With both ends included, transcribe exactly the records below from their first line to the line that contains "back the view.".

Source records below:

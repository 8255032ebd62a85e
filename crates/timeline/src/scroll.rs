use std::sync::atomic::{AtomicU64, Ordering};

/// Identity of one scroll container, fixed for its lifetime.
#[derive(Debug, Clone, Copy, PartialEq, Eq, Hash)]
pub struct ContainerId(u64);

impl ContainerId {
    /// Allocate a process-unique id.
    pub fn next() -> Self {
        static NEXT: AtomicU64 = AtomicU64::new(1);
        Self(NEXT.fetch_add(1, Ordering::Relaxed))
    }
}

/// Read/write access to the element that scrolls the timeline.
///
/// Implementations report geometry in pixels. Measurement may fail when the
/// container is not attached or has not been laid out yet.
pub trait ScrollContainer {
    /// Scroll state captured from one container is meaningless on another;
    /// implementations return the same id for as long as they back the view.
    fn id(&self) -> ContainerId;

    fn geometry(&self) -> Result<ScrollGeometry, ScrollError>;

    fn set_scroll_top(&mut self, scroll_top: f64) -> Result<(), ScrollError>;
}

#[derive(Debug, Clone, thiserror::Error, PartialEq, Eq)]
pub enum ScrollError {
    #[error("scroll container is not attached")]
    Detached,

    #[error("scroll container has zero height")]
    ZeroHeight,
}

#[derive(Debug, Clone, Copy, PartialEq)]
pub struct ScrollGeometry {
    pub scroll_top: f64,
    pub scroll_height: f64,
    pub client_height: f64,
}

impl ScrollGeometry {
    /// Rejects geometry that cannot be measured meaningfully.
    pub fn checked(self) -> Result<Self, ScrollError> {
        if self.client_height <= 0.0 || self.scroll_height <= 0.0 {
            return Err(ScrollError::ZeroHeight);
        }
        Ok(self)
    }

    pub fn max_scroll_top(&self) -> f64 {
        (self.scroll_height - self.client_height).max(0.0)
    }

    pub fn distance_from_bottom(&self) -> f64 {
        (self.max_scroll_top() - self.scroll_top).max(0.0)
    }

    pub fn is_at_bottom(&self, tolerance: f64) -> bool {
        self.distance_from_bottom() <= tolerance
    }

    pub fn is_near_top(&self, threshold: f64) -> bool {
        self.scroll_top <= threshold
    }
}

/// Measure `container`, treating zero-height layouts as failures.
pub fn measure(container: &dyn ScrollContainer) -> Result<ScrollGeometry, ScrollError> {
    container.geometry()?.checked()
}
//! Explicit message passing between timeline collaborators.

#[derive(Debug, Clone, PartialEq, Eq)]
pub enum TimelineEvent {
    InitialLoadComplete { message_count: usize },
    OlderMessagesAvailable { total: usize },
    /// The message source was swapped, e.g. a different session.
    SourceReplaced,
    /// The host swapped the element that scrolls the timeline.
    ContainerChanged,
    ShowCommitDiff { hash: String },
}

#[derive(Debug, Clone, Copy, PartialEq, Eq, Hash)]
pub struct SubscriptionId(u64);

type Handler<E> = Box<dyn FnMut(&E)>;

/// Single-threaded observer list. Handlers run in subscription order.
pub struct EventBus<E> {
    handlers: Vec<(SubscriptionId, Handler<E>)>,
    next_id: u64,
}

impl<E> Default for EventBus<E> {
    fn default() -> Self {
        Self {
            handlers: Vec::new(),
            next_id: 0,
        }
    }
}

impl<E> EventBus<E> {
    pub fn new() -> Self {
        Self::default()
    }

    pub fn subscribe<F>(&mut self, handler: F) -> SubscriptionId
    where
        F: FnMut(&E) + 'static,
    {
        let id = SubscriptionId(self.next_id);
        self.next_id += 1;
        self.handlers.push((id, Box::new(handler)));
        id
    }

    /// Returns false when `id` was not subscribed.
    pub fn unsubscribe(&mut self, id: SubscriptionId) -> bool {
        let before = self.handlers.len();
        self.handlers.retain(|(existing, _)| *existing != id);
        self.handlers.len() != before
    }

    /// Deliver `event` to every handler. Returns how many received it.
    pub fn publish(&mut self, event: &E) -> usize {
        for (_, handler) in &mut self.handlers {
            handler(event);
        }
        self.handlers.len()
    }

    pub fn subscriber_count(&self) -> usize {
        self.handlers.len()
    }
}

End of Source records.

Your response ->
repository 8255032ebd62a85e
filename crates/timeline/src/scroll.rs
use std::sync::atomic::{AtomicU64, Ordering};

/// Identity of one scroll container, fixed for its lifetime.
#[derive(Debug, Clone, Copy, PartialEq, Eq, Hash)]
pub struct ContainerId(u64);

impl ContainerId {
    /// Allocate a process-unique id.
    pub fn next() -> Self {
        static NEXT: AtomicU64 = AtomicU64::new(1);
        Self(NEXT.fetch_add(1, Ordering::Relaxed))
    }
}

/// Read/write access to the element that scrolls the timeline.
///
/// Implementations report geometry in pixels. Measurement may fail when the
/// container is not attached or has not been laid out yet.
pub trait ScrollContainer {
    /// Scroll state captured from one container is meaningless on another;
    /// implementations return the same id for as long as they back the view.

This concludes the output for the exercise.